Please share your cloud experiences or your local server experience if you have one. Overtime, myself or someone else will create a spreadsheet to track them all.

Thanks again.

edit: I run the notebook “As-is”. For a single gpu, I change nothing. To test dual gpu, I simply added “learn.model = torch.nn.DataParallel(learn.model, device_ids=[0, 1])” before fitting. If you make any deviations in the code, please note them.

7 Likes

@FourMoBro Interesting to compare the iniitial numbers with your results, given a lesser powered GPU, but appreciating the GPU isn’t everything.
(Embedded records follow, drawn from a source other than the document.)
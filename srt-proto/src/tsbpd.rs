//! Time-stamp-based packet delivery.
//!
//! Reassembled payloads are released to the application at
//! `origin time + playback delay`, translated onto the local clock via the
//! first observed packet (base wall time and base timestamp). Packets past
//! their slot are dropped rather than delivered late; packets absurdly far
//! in the future are treated as clock errors and dropped too.

use crate::sequence::SeqNumber;
use bytes::Bytes;
use std::cmp::Ordering;
use std::collections::BinaryHeap;
use std::time::{Duration, Instant};
use tracing::{trace, warn};

/// Disposition of one enqueue attempt.
#[derive(Debug, Clone, Copy, PartialEq, Eq)]
pub enum Enqueue {
    Queued,
    /// Release slot already passed.
    DroppedLate,
    /// Release slot further out than 10 playback delays.
    DroppedEarly,
}

/// Counters of the scheduler. Monotone non-decreasing.
#[derive(Debug, Clone, Copy, Default)]
pub struct TsbpdStats {
    pub delivered: u64,
    pub dropped_late: u64,
    pub dropped_early: u64,
    pub drift_updates: u64,
    /// Smoothed lateness between scheduled and actual release, microseconds.
    pub avg_delivery_delay_us: u64,
    pub max_delivery_delay_us: u64,
}

impl TsbpdStats {
    pub fn as_map(&self) -> Vec<(&'static str, u64)> {
        vec![
            ("tsbpd.delivered", self.delivered),
            ("tsbpd.dropped_late", self.dropped_late),
            ("tsbpd.dropped_early", self.dropped_early),
            ("tsbpd.drift_updates", self.drift_updates),
            ("tsbpd.avg_delivery_delay_us", self.avg_delivery_delay_us),
            ("tsbpd.max_delivery_delay_us", self.max_delivery_delay_us),
        ]
    }
}

struct Slot {
    release_at: Instant,
    seq: SeqNumber,
    payload: Bytes,
}

// Min-heap on (release_at, seq).
impl Ord for Slot {
    fn cmp(&self, other: &Self) -> Ordering {
        other
            .release_at
            .cmp(&self.release_at)
            .then_with(|| other.seq.raw().cmp(&self.seq.raw()))
    }
}

impl PartialOrd for Slot {
    fn partial_cmp(&self, other: &Self) -> Option<Ordering> {
        Some(self.cmp(other))
    }
}

impl PartialEq for Slot {
    fn eq(&self, other: &Self) -> bool {
        self.release_at == other.release_at && self.seq == other.seq
    }
}

impl Eq for Slot {}

/// The delivery scheduler for one receiving connection.
pub struct TsbpdScheduler {
    playback_delay: Duration,
    drop_late: bool,
    /// Wall clock at the first observed packet of the current base epoch.
    base_wall: Option<Instant>,
    /// That packet's 32-bit origin timestamp.
    base_timestamp: u32,
    /// Externally measured clock drift, parts per million.
    drift_ppm: f64,
    /// Externally measured constant offset between the clocks.
    clock_offset: Duration,
    queue: BinaryHeap<Slot>,
    stats: TsbpdStats,
}

impl TsbpdScheduler {
    pub fn new(playback_delay: Duration, drop_late: bool) -> Self {
        TsbpdScheduler {
            playback_delay,
            drop_late,
            base_wall: None,
            base_timestamp: 0,
            drift_ppm: 0.0,
            clock_offset: Duration::ZERO,
            queue: BinaryHeap::new(),
            stats: TsbpdStats::default(),
        }
    }

    /// Feeds external drift measurements (e.g. from ACK timing analysis).
    pub fn set_drift(&mut self, drift_ppm: f64, clock_offset: Duration) {
        self.drift_ppm = drift_ppm;
        self.clock_offset = clock_offset;
        self.stats.drift_updates += 1;
    }

    /// Drops everything queued and re-anchors the base on the next packet.
    /// Used on timestamp wrap or forced resync.
    pub fn reset_base(&mut self) {
        warn!(queued = self.queue.len(), "tsbpd base reset");
        self.queue.clear();
        self.base_wall = None;
    }

    /// Schedules one reassembled payload. `timestamp` is the origin
    /// timestamp of the message's first packet.
    pub fn enqueue(
        &mut self,
        seq: SeqNumber,
        timestamp: u32,
        payload: Bytes,
        now: Instant,
    ) -> Enqueue {
        let base_wall = *self.base_wall.get_or_insert_with(|| {
            self.base_timestamp = timestamp;
            now
        });

        // Signed offset from the base timestamp; two's complement keeps
        // packets slightly older than the base negative across wrap.
        let offset_us = timestamp.wrapping_sub(self.base_timestamp) as i32 as i64;
        let drift_us = offset_us as f64 * self.drift_ppm * 1e-6;
        let total_us = offset_us + drift_us as i64;

        let from_base = if total_us >= 0 {
            base_wall + Duration::from_micros(total_us as u64)
        } else {
            base_wall - Duration::from_micros(total_us.unsigned_abs())
        };
        let release_at = from_base + self.clock_offset + self.playback_delay;

        if self.drop_late && release_at < now {
            self.stats.dropped_late += 1;
            trace!(%seq, "too late for its delivery slot, dropped");
            return Enqueue::DroppedLate;
        }
        if release_at > now + 10 * self.playback_delay {
            self.stats.dropped_early += 1;
            warn!(%seq, "release slot implausibly far ahead, dropped");
            return Enqueue::DroppedEarly;
        }

        self.queue.push(Slot {
            release_at,
            seq,
            payload,
        });
        Enqueue::Queued
    }

    /// Pops every payload whose slot has arrived, in slot order.
    pub fn release(&mut self, now: Instant) -> Vec<(SeqNumber, Bytes)> {
        let mut out = Vec::new();
        while let Some(head) = self.queue.peek() {
            if head.release_at > now {
                break;
            }
            let slot = self.queue.pop().expect("peeked entry exists");
            let lateness = now.saturating_duration_since(slot.release_at);
            self.note_delivery(lateness);
            out.push((slot.seq, slot.payload));
        }
        out
    }

    /// Deadline of the earliest queued payload.
    pub fn next_release(&self) -> Option<Instant> {
        self.queue.peek().map(|slot| slot.release_at)
    }

    pub fn queued(&self) -> usize {
        self.queue.len()
    }

    pub fn stats(&self) -> TsbpdStats {
        self.stats
    }

    fn note_delivery(&mut self, lateness: Duration) {
        let late_us = lateness.as_micros() as u64;
        self.stats.delivered += 1;
        self.stats.max_delivery_delay_us = self.stats.max_delivery_delay_us.max(late_us);
        // EWMA, 1/8 weight on the newest observation
        self.stats.avg_delivery_delay_us =
            (self.stats.avg_delivery_delay_us * 7 + late_us) / 8;
    }
}

#[cfg(test)]
mod tests {
    use super::*;

    const DELAY: Duration = Duration::from_millis(120);

    fn scheduler() -> TsbpdScheduler {
        TsbpdScheduler::new(DELAY, true)
    }

    fn seq(n: u32) -> SeqNumber {
        SeqNumber::new(n)
    }

    #[test]
    fn first_packet_anchors_base_and_waits_playback_delay() {
        let mut ts = scheduler();
        let now = Instant::now();
        assert_eq!(
            ts.enqueue(seq(1), 1_000_000, Bytes::from_static(b"a"), now),
            Enqueue::Queued
        );
        assert_eq!(ts.next_release(), Some(now + DELAY));

        assert!(ts.release(now).is_empty());
        let released = ts.release(now + DELAY);
        assert_eq!(released.len(), 1);
        assert_eq!(&released[0].1[..], b"a");
    }

    #[test]
    fn release_order_follows_origin_time_not_arrival() {
        let mut ts = scheduler();
        let now = Instant::now();
        ts.enqueue(seq(10), 5_000, Bytes::from_static(b"later"), now);
        ts.enqueue(seq(9), 1_000, Bytes::from_static(b"sooner"), now);

        let released = ts.release(now + DELAY + Duration::from_millis(10));
        let order: Vec<&[u8]> = released.iter().map(|(_, p)| &p[..]).collect();
        assert_eq!(order, vec![&b"sooner"[..], &b"later"[..]]);
    }

    #[test]
    fn too_late_packet_dropped_and_counted() {
        let mut ts = scheduler();
        let now = Instant::now();
        ts.enqueue(seq(1), 2_000_000, Bytes::from_static(b"base"), now);

        // a packet stamped a full second before the base arrives much later
        let outcome = ts.enqueue(
            seq(2),
            1_000_000,
            Bytes::from_static(b"stale"),
            now + Duration::from_millis(10),
        );
        assert_eq!(outcome, Enqueue::DroppedLate);
        assert_eq!(ts.stats().dropped_late, 1);
        assert_eq!(ts.queued(), 1);
    }

    #[test]
    fn implausibly_early_packet_dropped() {
        let mut ts = scheduler();
        let now = Instant::now();
        ts.enqueue(seq(1), 0, Bytes::from_static(b"base"), now);

        // stamped ten seconds ahead of the base: beyond 10x playback delay
        let outcome = ts.enqueue(seq(2), 10_000_000, Bytes::from_static(b"future"), now);
        assert_eq!(outcome, Enqueue::DroppedEarly);
        assert_eq!(ts.stats().dropped_early, 1);
    }

    #[test]
    fn late_delivery_when_drop_disabled() {
        let mut ts = TsbpdScheduler::new(DELAY, false);
        let now = Instant::now();
        ts.enqueue(seq(1), 2_000_000, Bytes::from_static(b"base"), now);
        let outcome = ts.enqueue(
            seq(2),
            1_000_000,
            Bytes::from_static(b"stale"),
            now + Duration::from_millis(10),
        );
        assert_eq!(outcome, Enqueue::Queued);

        let released = ts.release(now + Duration::from_millis(10));
        assert_eq!(released.len(), 1);
        assert_eq!(ts.stats().delivered, 1);
    }

    #[test]
    fn drift_correction_shifts_release() {
        let mut ts = scheduler();
        let now = Instant::now();
        ts.enqueue(seq(1), 0, Bytes::from_static(b"base"), now);

        // +1000 ppm over a 100 ms span stretches it by 100 us
        ts.set_drift(1000.0, Duration::ZERO);
        ts.enqueue(seq(2), 100_000, Bytes::from_static(b"drifted"), now);

        let expected = now + Duration::from_micros(100_000 + 100) + DELAY;
        assert_eq!(ts.next_release(), Some(now + DELAY)); // base packet first
        ts.release(now + DELAY);
        assert_eq!(ts.next_release(), Some(expected));
        assert_eq!(ts.stats().drift_updates, 1);
    }

    #[test]
    fn reset_clears_queue_and_reanchors() {
        let mut ts = scheduler();
        let now = Instant::now();
        ts.enqueue(seq(1), 500_000, Bytes::from_static(b"a"), now);
        ts.reset_base();
        assert_eq!(ts.queued(), 0);

        // next packet becomes the new base regardless of its timestamp
        let later = now + Duration::from_secs(5);
        ts.enqueue(seq(2), 42, Bytes::from_static(b"b"), later);
        assert_eq!(ts.next_release(), Some(later + DELAY));
    }

    #[test]
    fn timestamp_wrap_handled_by_signed_offset() {
        let mut ts = scheduler();
        let now = Instant::now();
        ts.enqueue(seq(1), u32::MAX - 50_000, Bytes::from_static(b"pre-wrap"), now);

        // 100 ms later in origin time, but the counter wrapped
        let outcome = ts.enqueue(seq(2), 49_999, Bytes::from_static(b"post-wrap"), now);
        assert_eq!(outcome, Enqueue::Queued);
        ts.release(now + DELAY);
        assert_eq!(
            ts.next_release(),
            Some(now + Duration::from_micros(100_000) + DELAY)
        );
    }
}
You’ve got me wondering about my HD IO. Here are the key run times.

OS: Ubuntu 18.04.1 LTS
RAM: 32GB
CPU: Intel i7-7700K
HD: Samsung SM961 Polaris M.2 NVMe
GPU: Titan XP, 2080 Ti. CUDA 9.2, Driver 410.

Benchmarks:
Training: resnet34
learn.fit_one_cycle(4): Total time: 01:23 (2080 ti)
learn.fit_one_cycle(4): Total time: 01:23 (2080 ti fp16)
learn.fit_one_cycle(4): Total time: 01:25 (Titan XP)

Training: resnet50
learn.fit_one_cycle(5): Total time: 03:21 (2080 ti)
learn.fit_one_cycle(5): Total time: 02:46 (2080 ti fp16)
learn.fit_one_cycle(5): Total time: 03:58 (Titan XP)

resnet50 after Unfreeze:
learn.fit_one_cycle(1, max_lr=slice(1e-6,1e-4)): Total time: 00:51 (2080 ti)
learn.fit_one_cycle(1, max_lr=slice(1e-6,1e-4)): Total time: 00:40 (2080 ti fp16)
learn.fit_one_cycle(1, max_lr=slice(1e-6,1e-4)): Total time: 01:02 (Titan XP)

No dual GPU improvement.

2 Likes

I’d also be interested to hear if anyone can get more accurate results, by changing learning rates, # epochs, etc. Can anyone get under 4% error reliably? How about 3%? :slight_smile:

5 Likes

OT: you need more RAM, at the very least twice.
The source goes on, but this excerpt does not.